Of course, women with money will just leave the state for their abortions. If they’re smart, a lot of them won’t come back… I predict that poor and principled women in South Dakota will start learning how to do at-home d&cs.

feministe: ignorance typified

this law really does call bullshit on any “pro-lifer” who claims that the anti-choice movement cares at all about women…This ban additionally states that “life begins at the time of conception,” which again demonstrates that politicians probably shouldn’t be making laws about medicine when they have no idea what they’re talking about (hello there, “partial-birth” abortion!). “Conception” isn’t a medical term. Fertilization is, but pregnancy doesn’t start at fertilization — it starts at implantation. And if “life” in South Dakota starts at “conception,” they’re going to have a skyrocketing miscarriage rate…

shakespeare’s sister : the anger we all feel

I don’t know if I can accurately convey my feelings about being an adult women, with a good mind and a purpose and a family and a home (all of which is one way of saying I have a life that’s important to me), who stands to have fewer rights and less value under the law than an unwanted fetus.

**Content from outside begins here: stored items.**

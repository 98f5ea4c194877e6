use std::time::Duration;

use async_trait::async_trait;
use tokio::process::Command;
use tracing::{debug, warn};

use crate::error::{InvokerError, Result};

/// Raw output captured from a single worker run, before any
/// prompt-too-long or identity-failure heuristics are applied.
#[derive(Debug, Clone)]
pub struct RawOutput {
    pub stdout: String,
    pub stderr: String,
    pub success: bool,
}

/// Abstracts over how a prompt is actually handed to the underlying LLM
/// worker. The default implementation shells out to an external binary;
/// a test or HTTP-backed implementation can substitute a different one.
#[async_trait]
pub trait WorkerBackend: Send + Sync {
    async fn run(
        &self,
        prompt: &str,
        model: &str,
        resume_session_id: Option<&str>,
        timeout: Duration,
    ) -> Result<RawOutput>;
}

/// Invokes an external CLI binary (e.g. `claude --model <model> -p
/// <prompt>`), capturing stdout/stderr and honouring a timeout. Mirrors
/// the original daemon's subprocess invocation: the binary resumes a
/// named session via `--resume` rather than `--continue`, so multiple
/// daemons can keep independent conversation sessions.
pub struct SubprocessWorkerBackend {
    binary: String,
    cwd: String,
    resume_flag: String,
}

impl SubprocessWorkerBackend {
    pub fn new(binary: impl Into<String>, cwd: impl Into<String>) -> Self {
        Self { binary: binary.into(), cwd: cwd.into(), resume_flag: "--resume".to_string() }
    }
}

#[async_trait]
impl WorkerBackend for SubprocessWorkerBackend {
    async fn run(
        &self,
        prompt: &str,
        model: &str,
        resume_session_id: Option<&str>,
        timeout: Duration,
    ) -> Result<RawOutput> {
        let mut cmd = Command::new(&self.binary);
        cmd.arg("--model").arg(model);
        if let Some(session_id) = resume_session_id {
            cmd.arg(&self.resume_flag).arg(session_id);
        }
        cmd.arg("-p").arg(prompt);
        cmd.current_dir(&self.cwd);
        cmd.kill_on_drop(true);

        debug!(binary = %self.binary, model, resume_session_id, "spawning worker process");

        let child = cmd
            .output();

        let output = match tokio::time::timeout(timeout, child).await {
            Ok(Ok(output)) => output,
            Ok(Err(e)) => {
                warn!(error = %e, "worker binary not found or failed to spawn");
                return Err(InvokerError::WorkerFailure(e.to_string()));
            }
            Err(_) => {
                warn!(timeout_secs = timeout.as_secs(), "worker invocation timed out");
                return Err(InvokerError::Timeout(timeout.as_secs()));
            }
        };

        Ok(RawOutput {
            stdout: String::from_utf8_lossy(&output.stdout).trim().to_string(),
            stderr: String::from_utf8_lossy(&output.stderr).to_string(),
            success: output.status.success(),
        })
    }
}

That if I am raped, or my health is under threat, my soundness of mind and body are worth less than an unwanted fetus. That there are people who do not feel my uterus should be under my own control.

It’s insulting. It’s belittling. It’s unfair. It’s infuriating. And none of that matters to the people who would seek to protect a life that doesn’t exist at the expense of mine, which does.

This issue is not just about women who may, at some point, want or need abortions. It’s about all women—and our standing in society, our autonomy. Control over my own body, of which legalized abortion is a significant part, is part of how I define and understand myself and my role in our culture. Taking that away from me is taking away a part of myself, and make no mistake, that’s what this fight is really about.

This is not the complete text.